• Extracted records

-.-.-

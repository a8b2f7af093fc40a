//! Object-bucket handler.
//!
//! Buckets must be empty before they can be deleted, so teardown removes
//! every object version and delete marker first.

use serde_yaml::Value;
use stackfixture_common::error::{BackendError, Result};
use stackfixture_common::types::ResourceKind;
use stackfixture_document::classifier::Properties;
use stackfixture_mock::MockCloud;
use stackfixture_mock::s3::{CreateBucketInput, S3};

use super::{ResourceHandler, into_result, record_failure};
use crate::properties::{self, PropertySet};

const PROPERTIES: PropertySet = PropertySet {
    kind: ResourceKind::ObjectBucket,
    required: &[],
    optional: &["BucketName", "AccessControl", "VersioningConfiguration", "Tags"],
};

/// Creates declared buckets and empties them on teardown.
#[derive(Debug)]
pub struct BucketHandler {
    s3: S3,
    definitions: Vec<Properties>,
    created: Vec<String>,
}

impl BucketHandler {
    /// Registry factory.
    pub fn boxed(definitions: Vec<Properties>, cloud: &MockCloud) -> Box<dyn ResourceHandler> {
        Box::new(Self {
            s3: cloud.s3().clone(),
            definitions,
            created: Vec::new(),
        })
    }

    fn empty_and_delete(&self, bucket: &str) -> std::result::Result<(), BackendError> {
        for version in self.s3.list_object_versions(bucket)? {
            self.s3
                .delete_object_version(bucket, &version.key, &version.version_id)?;
        }
        self.s3.delete_bucket(bucket)
    }
}

fn versioning_enabled(recognized: &Properties) -> Option<bool> {
    recognized
        .get("VersioningConfiguration")
        .and_then(|config| config.get("Status"))
        .and_then(Value::as_str)
        .map(|status| status.eq_ignore_ascii_case("Enabled"))
}

impl ResourceHandler for BucketHandler {
    fn kind(&self) -> ResourceKind {
        ResourceKind::ObjectBucket
    }

    fn setup(&mut self) -> Result<()> {
        let _ = self.s3.activate();
        for declared in &self.definitions {
            let recognized = PROPERTIES.recognized(declared)?;
            let Some(bucket) = properties::identifier(&recognized, "BucketName") else {
                tracing::warn!("bucket declared without BucketName, skipping");
                continue;
            };
            self.s3.create_bucket(CreateBucketInput {
                bucket: bucket.clone(),
                acl: properties::wire_string(&recognized, "AccessControl"),
                tags: properties::tags(&recognized),
            })?;
            if let Some(enabled) = versioning_enabled(&recognized) {
                self.s3.put_bucket_versioning(&bucket, enabled)?;
            }
            tracing::debug!(bucket = %bucket, "bucket created");
            self.created.push(bucket);
        }
        Ok(())
    }

    fn teardown(&mut self) -> Result<()> {
        let mut failure = None;
        for bucket in std::mem::take(&mut self.created) {
            if let Err(e) = self.empty_and_delete(&bucket) {
                record_failure(&mut failure, ResourceKind::ObjectBucket, &bucket, e.into());
            }
        }
        self.s3.deactivate();
        into_result(failure)
    }
}

#[cfg(test)]
mod tests {
    use super::*;

    fn definition(yaml: &str) -> Properties {
        serde_yaml::from_str(yaml).unwrap()
    }

    #[test]
    fn versioned_bucket_with_objects_tears_down() {
        let cloud = MockCloud::default();
        let mut handler = BucketHandler::boxed(
            vec![definition(
                "BucketName: uploads\nVersioningConfiguration:\n  Status: Enabled\n",
            )],
            &cloud,
        );
        handler.setup().unwrap();
        let s3 = cloud.s3();
        let _ = s3.put_object("uploads", "a.txt", "one").unwrap();
        let _ = s3.put_object("uploads", "a.txt", "two").unwrap();
        s3.delete_object("uploads", "a.txt").unwrap();
        assert_eq!(s3.list_object_versions("uploads").unwrap().len(), 3);
        handler.teardown().unwrap();
        assert!(!s3.is_active());
    }

    #[test]
    fn acl_and_tags_are_forwarded() {
        let cloud = MockCloud::default();
        let mut handler = BucketHandler::boxed(
            vec![definition(
                "BucketName: logs\nAccessControl: Private\nTags:\n  - Key: team\n    Value: core\nLifecycleConfiguration: {}\n",
            )],
            &cloud,
        );
        handler.setup().unwrap();
        let (acl, tags) = cloud.s3().bucket_metadata("logs").unwrap();
        assert_eq!(acl.as_deref(), Some("Private"));
        assert_eq!(tags["team"], "core");
    }

    #[test]
    fn unnamed_bucket_is_skipped() {
        let cloud = MockCloud::default();
        let mut handler = BucketHandler::boxed(vec![definition("AccessControl: Private\n")], &cloud);
        handler.setup().unwrap();
        assert!(cloud.s3().list_buckets().unwrap().is_empty());
        handler.teardown().unwrap();
    }
}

-.-.-

• About this exercise
Take each record above and return it verbatim.

• Completed task
repository a8b2f7af093fc40a
//! Object-bucket handler.
//!
//! Buckets must be empty before they can be deleted, so teardown removes
//! every object version and delete marker first.

use serde_yaml::Value;
use stackfixture_common::error::{BackendError, Result};
use stackfixture_common::types::ResourceKind;
use stackfixture_document::classifier::Properties;
use stackfixture_mock::MockCloud;
use stackfixture_mock::s3::{CreateBucketInput, S3};

use super::{ResourceHandler, into_result, record_failure};
use crate::properties::{self, PropertySet};

const PROPERTIES: PropertySet = PropertySet {
    kind: ResourceKind::ObjectBucket,
    required: &[],
    optional: &["BucketName", "AccessControl", "VersioningConfiguration", "Tags"],
};

/// Creates declared buckets and empties them on teardown.
#[derive(Debug)]
pub struct BucketHandler {
    s3: S3,
    definitions: Vec<Properties>,
    created: Vec<String>,
}

impl BucketHandler {
    /// Registry factory.
    pub fn boxed(definitions: Vec<Properties>, cloud: &MockCloud) -> Box<dyn ResourceHandler> {
        Box::new(Self {
            s3: cloud.s3().clone(),
            definitions,
            created: Vec::new(),
        })
    }

    fn empty_and_delete(&self, bucket: &str) -> std::result::Result<(), BackendError> {
        for version in self.s3.list_object_versions(bucket)? {
            self.s3
                .delete_object_version(bucket, &version.key, &version.version_id)?;
        }
        self.s3.delete_bucket(bucket)
    }
}

fn versioning_enabled(recognized: &Properties) -> Option<bool> {
    recognized
        .get("VersioningConfiguration")
        .and_then(|config| config.get("Status"))
        .and_then(Value::as_str)
        .map(|status| status.eq_ignore_ascii_case("Enabled"))
}

impl ResourceHandler for BucketHandler {
    fn kind(&self) -> ResourceKind {
        ResourceKind::ObjectBucket
    }

    fn setup(&mut self) -> Result<()> {
        let _ = self.s3.activate();
        for declared in &self.definitions {
            let recognized = PROPERTIES.recognized(declared)?;
            let Some(bucket) = properties::identifier(&recognized, "BucketName") else {
                tracing::warn!("bucket declared without BucketName, skipping");
                continue;
            };
            self.s3.create_bucket(CreateBucketInput {
                bucket: bucket.clone(),
                acl: properties::wire_string(&recognized, "AccessControl"),
                tags: properties::tags(&recognized),
            })?;
            if let Some(enabled) = versioning_enabled(&recognized) {
                self.s3.put_bucket_versioning(&bucket, enabled)?;
            }
            tracing::debug!(bucket = %bucket, "bucket created");
            self.created.push(bucket);
        }
        Ok(())
    }

    fn teardown(&mut self) -> Result<()> {
        let mut failure = None;
        for bucket in std::mem::take(&mut self.created) {
            if let Err(e) = self.empty_and_delete(&bucket) {
                record_failure(&mut failure, ResourceKind::ObjectBucket, &bucket, e.into());
            }
        }
        self.s3.deactivate();
        into_result(failure)
    }
}

#[cfg(test)]
mod tests {
    use super::*;

    fn definition(yaml: &str) -> Properties {
        serde_yaml::from_str(yaml).unwrap()
    }

    #[test]
    fn versioned_bucket_with_objects_tears_down() {
        let cloud = MockCloud::default();
        let mut handler = BucketHandler::boxed(
            vec![definition(
                "BucketName: uploads\nVersioningConfiguration:\n  Status: Enabled\n",
            )],
            &cloud,
        );
        handler.setup().unwrap();
        let s3 = cloud.s3();
        let _ = s3.put_object("uploads", "a.txt", "one").unwrap();
        let _ = s3.put_object("uploads", "a.txt", "two").unwrap();
        s3.delete_object("uploads", "a.txt").unwrap();
        assert_eq!(s3.list_object_versions("uploads").unwrap().len(), 3);
        handler.teardown().unwrap();
        assert!(!s3.is_active());
    }

    #[test]
    fn acl_and_tags_are_forwarded() {
        let cloud = MockCloud::default();
        let mut handler = BucketHandler::boxed(
            vec![definition(
                "BucketName: logs\nAccessControl: Private\nTags:\n  - Key: team\n    Value: core\nLifecycleConfiguration: {}\n",
            )],
            &cloud,
        );
        handler.setup().unwrap();
        let (acl, tags) = cloud.s3().bucket_metadata("logs").unwrap();
        assert_eq!(acl.as_deref(), Some("Private"));
        assert_eq!(tags["team"], "core");
    }

    #[test]
    fn unnamed_bucket_is_skipped() {
        let cloud = MockCloud::default();
        let mut handler = BucketHandler::boxed(vec![definition("AccessControl: Private\n")], &cloud);
        handler.setup().unwrap();
        assert!(cloud.s3().list_buckets().unwrap().is_empty());
        handler.teardown().unwrap();
    }
}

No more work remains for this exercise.